Your objective >>
Reproduce the data exactly. Omit no record.

Data records >>
____

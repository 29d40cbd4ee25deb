use chrono::{DateTime, Local};
use serde_json::Value;
use std::collections::{HashSet, VecDeque};
use uuid::Uuid;

use crate::database::LocalStorage;
use crate::models::{
    pattern_key, AgentSettings, Moment, MomentContext, PatternMatch, PatternTable, Role,
    SyncPayload, VoidSnapshot,
};
use crate::utils::clock;

/// Label used when a raw signal carries nothing recognizable.
pub const FALLBACK_MEANING: &str = "presence";

/// The observing agent: a bounded log of moments plus hourly pattern counters.
pub struct Mind {
    id: Uuid,
    role: Role,
    consciousness: VecDeque<Moment>,
    patterns: PatternTable,
    capacity: usize,
    insight_window: usize,
    last_sync: i64,
    online: bool,
    storage: Option<LocalStorage>,
}

/// Outcome of offering a remote snapshot to `absorb`.
#[derive(Debug, Clone, PartialEq)]
pub enum Absorbed {
    Merged { timestamp: i64, keys: usize },
    Stale,
    Empty,
}

impl Mind {
    pub fn new(role: Role, settings: &AgentSettings, storage: Option<LocalStorage>) -> Self {
        let patterns = storage
            .as_ref()
            .map(|s| match s.load_patterns() {
                Ok(patterns) => patterns,
                Err(e) => {
                    log::error!("[Mind] Could not load patterns, starting fresh: {}", e);
                    PatternTable::new()
                }
            })
            .unwrap_or_default();

        let mind = Self {
            id: Uuid::new_v4(),
            role,
            consciousness: VecDeque::with_capacity(settings.consciousness_capacity + 1),
            patterns,
            capacity: settings.consciousness_capacity,
            insight_window: settings.insight_window,
            last_sync: 0,
            online: true,
            storage,
        };
        log::info!(
            "[Mind] {} awakening as {} ({} known patterns)",
            mind.id,
            mind.role,
            mind.patterns.len()
        );
        mind
    }

    pub fn id(&self) -> Uuid {
        self.id
    }

    pub fn role(&self) -> Role {
        self.role
    }

    pub fn patterns(&self) -> &PatternTable {
        &self.patterns
    }

    pub fn consciousness(&self) -> &VecDeque<Moment> {
        &self.consciousness
    }

    pub fn last_sync(&self) -> i64 {
        self.last_sync
    }

    pub fn is_online(&self) -> bool {
        self.online
    }

    pub fn set_online(&mut self, online: bool) {
        self.online = online;
    }

    pub fn into_storage(self) -> Option<LocalStorage> {
        self.storage
    }

    pub fn take_storage(&mut self) -> Option<LocalStorage> {
        self.storage.take()
    }

    /// Stores the role so a later start can resume it.
    pub fn remember_role(&self) {
        if let Some(storage) = &self.storage {
            if let Err(e) = storage.save_role(self.role) {
                log::error!("[Mind] Failed to persist role: {}", e);
            }
        }
    }

    /// Records one interaction observed now.
    pub fn sense(&mut self, kind: &str, raw: &Value) -> PatternMatch {
        self.sense_at(kind, raw, Local::now())
    }

    pub fn sense_at(&mut self, kind: &str, raw: &Value, at: DateTime<Local>) -> PatternMatch {
        let moment = Moment::new(
            kind,
            at.timestamp_millis(),
            extract_meaning(raw),
            MomentContext {
                time: clock::display_time(&at),
                battery: "unknown".to_string(),
                online: self.online,
            },
        );

        self.consciousness.push_back(moment.clone());
        if self.consciousness.len() > self.capacity {
            self.consciousness.pop_front();
        }

        let found = self.detect_pattern(&moment, clock::hour_of_day(&at));
        self.save_patterns();
        found
    }

    /// Folds a moment into its `type_hour` bucket.
    pub fn detect_pattern(&mut self, moment: &Moment, hour: u32) -> PatternMatch {
        let key = pattern_key(&moment.kind, hour);
        self.patterns.observe(&key, moment.timestamp)
    }

    pub fn recent(&self, n: usize) -> Vec<&Moment> {
        let skip = self.consciousness.len().saturating_sub(n);
        self.consciousness.iter().skip(skip).collect()
    }

    /// Advisory summary of the latest moments; never touches state.
    pub fn insight(&self) -> Option<String> {
        let recent = self.recent(self.insight_window);
        if recent.is_empty() {
            return None;
        }
        generate_insight(&recent)
    }

    pub fn sync_payload(&self, snapshot_size: usize, now_ms: i64) -> SyncPayload {
        let skip = self.consciousness.len().saturating_sub(snapshot_size);
        SyncPayload {
            role: Some(self.role.as_str().to_string()),
            patterns: self.patterns.clone(),
            consciousness: self.consciousness.iter().skip(skip).cloned().collect(),
            timestamp: Some(now_ms),
        }
    }

    /// Merges a remote snapshot if it is newer than the last one absorbed.
    pub fn absorb(&mut self, snapshot: &VoidSnapshot) -> Absorbed {
        let doc = match snapshot {
            VoidSnapshot::Empty(_) => return Absorbed::Empty,
            VoidSnapshot::Document(doc) => doc,
        };
        if doc.timestamp <= self.last_sync {
            return Absorbed::Stale;
        }

        self.merge_remote(&doc.patterns);
        self.last_sync = doc.timestamp;
        Absorbed::Merged {
            timestamp: doc.timestamp,
            keys: doc.patterns.len(),
        }
    }

    /// Ungated additive merge. Calling this twice with the same table
    /// counts the remote contribution twice.
    pub fn merge_remote(&mut self, remote: &PatternTable) {
        self.patterns.absorb(remote);
        self.save_patterns();
    }

    fn save_patterns(&self) {
        if let Some(storage) = &self.storage {
            if let Err(e) = storage.save_patterns(&self.patterns) {
                log::error!("[Mind] Failed to persist patterns: {}", e);
            }
        }
    }
}

/// Reduces a raw signal to a short label: strings pass through, objects
/// yield a truthy `type` then `key` field, anything else is presence.
pub fn extract_meaning(raw: &Value) -> String {
    if let Value::String(s) = raw {
        return s.clone();
    }
    ["type", "key"]
        .iter()
        .find_map(|field| raw.get(field).and_then(truthy_label))
        .unwrap_or_else(|| FALLBACK_MEANING.to_string())
}

fn truthy_label(value: &Value) -> Option<String> {
    match value {
        Value::String(s) if !s.is_empty() => Some(s.clone()),
        Value::Number(n) if n.as_f64().map_or(true, |f| f != 0.0) => Some(n.to_string()),
        Value::Bool(true) => Some("true".to_string()),
        Value::Array(_) | Value::Object(_) => Some(value.to_string()),
        _ => None,
    }
}

pub fn generate_insight(moments: &[&Moment]) -> Option<String> {
    let kinds: HashSet<&str> = moments.iter().map(|m| m.kind.as_str()).collect();

    if kinds.len() == 1 {
        let only = moments.first().map(|m| m.kind.as_str()).unwrap_or_default();
        return Some(format!("Focused on {}", only));
    }
    if moments.len() > 5 {
        return Some(format!("Active - {} interactions", moments.len()));
    }
    None
}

____

Exercise response >>
repository 29d40cbd4ee25deb
use chrono::{DateTime, Local};
use serde_json::Value;
use std::collections::{HashSet, VecDeque};
use uuid::Uuid;

use crate::database::LocalStorage;
use crate::models::{
    pattern_key, AgentSettings, Moment, MomentContext, PatternMatch, PatternTable, Role,
    SyncPayload, VoidSnapshot,
};
use crate::utils::clock;

/// Label used when a raw signal carries nothing recognizable.
pub const FALLBACK_MEANING: &str = "presence";

/// The observing agent: a bounded log of moments plus hourly pattern counters.
pub struct Mind {
    id: Uuid,
    role: Role,
    consciousness: VecDeque<Moment>,
    patterns: PatternTable,
    capacity: usize,
    insight_window: usize,
    last_sync: i64,
    online: bool,
    storage: Option<LocalStorage>,
}

/// Outcome of offering a remote snapshot to `absorb`.
#[derive(Debug, Clone, PartialEq)]
pub enum Absorbed {
    Merged { timestamp: i64, keys: usize },
    Stale,
    Empty,
}

impl Mind {
    pub fn new(role: Role, settings: &AgentSettings, storage: Option<LocalStorage>) -> Self {
        let patterns = storage
            .as_ref()
            .map(|s| match s.load_patterns() {
                Ok(patterns) => patterns,
                Err(e) => {
                    log::error!("[Mind] Could not load patterns, starting fresh: {}", e);
                    PatternTable::new()
                }
            })
            .unwrap_or_default();

        let mind = Self {
            id: Uuid::new_v4(),
            role,
            consciousness: VecDeque::with_capacity(settings.consciousness_capacity + 1),
            patterns,
            capacity: settings.consciousness_capacity,
            insight_window: settings.insight_window,
            last_sync: 0,
            online: true,
            storage,
        };
        log::info!(
            "[Mind] {} awakening as {} ({} known patterns)",
            mind.id,
            mind.role,
            mind.patterns.len()
        );
        mind
    }

    pub fn id(&self) -> Uuid {
        self.id
    }

    pub fn role(&self) -> Role {
        self.role
    }

    pub fn patterns(&self) -> &PatternTable {
        &self.patterns
    }

    pub fn consciousness(&self) -> &VecDeque<Moment> {
        &self.consciousness
    }

    pub fn last_sync(&self) -> i64 {
        self.last_sync
    }

    pub fn is_online(&self) -> bool {
        self.online
    }

    pub fn set_online(&mut self, online: bool) {
        self.online = online;
    }

    pub fn into_storage(self) -> Option<LocalStorage> {
        self.storage
    }

    pub fn take_storage(&mut self) -> Option<LocalStorage> {
        self.storage.take()
    }

    /// Stores the role so a later start can resume it.
    pub fn remember_role(&self) {
        if let Some(storage) = &self.storage {
            if let Err(e) = storage.save_role(self.role) {
                log::error!("[Mind] Failed to persist role: {}", e);
            }
        }
    }

    /// Records one interaction observed now.
    pub fn sense(&mut self, kind: &str, raw: &Value) -> PatternMatch {
        self.sense_at(kind, raw, Local::now())
    }

    pub fn sense_at(&mut self, kind: &str, raw: &Value, at: DateTime<Local>) -> PatternMatch {
        let moment = Moment::new(
            kind,
            at.timestamp_millis(),
            extract_meaning(raw),
            MomentContext {
                time: clock::display_time(&at),
                battery: "unknown".to_string(),
                online: self.online,
            },
        );

        self.consciousness.push_back(moment.clone());
        if self.consciousness.len() > self.capacity {
            self.consciousness.pop_front();
        }

        let found = self.detect_pattern(&moment, clock::hour_of_day(&at));
        self.save_patterns();
        found
    }

    /// Folds a moment into its `type_hour` bucket.
    pub fn detect_pattern(&mut self, moment: &Moment, hour: u32) -> PatternMatch {
        let key = pattern_key(&moment.kind, hour);
        self.patterns.observe(&key, moment.timestamp)
    }

    pub fn recent(&self, n: usize) -> Vec<&Moment> {
        let skip = self.consciousness.len().saturating_sub(n);
        self.consciousness.iter().skip(skip).collect()
    }

    /// Advisory summary of the latest moments; never touches state.
    pub fn insight(&self) -> Option<String> {
        let recent = self.recent(self.insight_window);
        if recent.is_empty() {
            return None;
        }
        generate_insight(&recent)
    }

    pub fn sync_payload(&self, snapshot_size: usize, now_ms: i64) -> SyncPayload {
        let skip = self.consciousness.len().saturating_sub(snapshot_size);
        SyncPayload {
            role: Some(self.role.as_str().to_string()),
            patterns: self.patterns.clone(),
            consciousness: self.consciousness.iter().skip(skip).cloned().collect(),
            timestamp: Some(now_ms),
        }
    }

    /// Merges a remote snapshot if it is newer than the last one absorbed.
    pub fn absorb(&mut self, snapshot: &VoidSnapshot) -> Absorbed {
        let doc = match snapshot {
            VoidSnapshot::Empty(_) => return Absorbed::Empty,
            VoidSnapshot::Document(doc) => doc,
        };
        if doc.timestamp <= self.last_sync {
            return Absorbed::Stale;
        }

        self.merge_remote(&doc.patterns);
        self.last_sync = doc.timestamp;
        Absorbed::Merged {
            timestamp: doc.timestamp,
            keys: doc.patterns.len(),
        }
    }

    /// Ungated additive merge. Calling this twice with the same table
    /// counts the remote contribution twice.
    pub fn merge_remote(&mut self, remote: &PatternTable) {
        self.patterns.absorb(remote);
        self.save_patterns();
    }

    fn save_patterns(&self) {
        if let Some(storage) = &self.storage {
            if let Err(e) = storage.save_patterns(&self.patterns) {
                log::error!("[Mind] Failed to persist patterns: {}", e);
            }
        }
    }
}

/// Reduces a raw signal to a short label: strings pass through, objects
/// yield a truthy `type` then `key` field, anything else is presence.
pub fn extract_meaning(raw: &Value) -> String {
    if let Value::String(s) = raw {
        return s.clone();
    }
    ["type", "key"]
        .iter()
        .find_map(|field| raw.get(field).and_then(truthy_label))
        .unwrap_or_else(|| FALLBACK_MEANING.to_string())
}

fn truthy_label(value: &Value) -> Option<String> {
    match value {
        Value::String(s) if !s.is_empty() => Some(s.clone()),
        Value::Number(n) if n.as_f64().map_or(true, |f| f != 0.0) => Some(n.to_string()),
        Value::Bool(true) => Some("true".to_string()),
        Value::Array(_) | Value::Object(_) => Some(value.to_string()),
        _ => None,
    }
}

pub fn generate_insight(moments: &[&Moment]) -> Option<String> {
    let kinds: HashSet<&str> = moments.iter().map(|m| m.kind.as_str()).collect();

    if kinds.len() == 1 {
        let only = moments.first().map(|m| m.kind.as_str()).unwrap_or_default();
        return Some(format!("Focused on {}", only));
    }
    if moments.len() > 5 {
        return Some(format!("Active - {} interactions", moments.len()));
    }
    None
}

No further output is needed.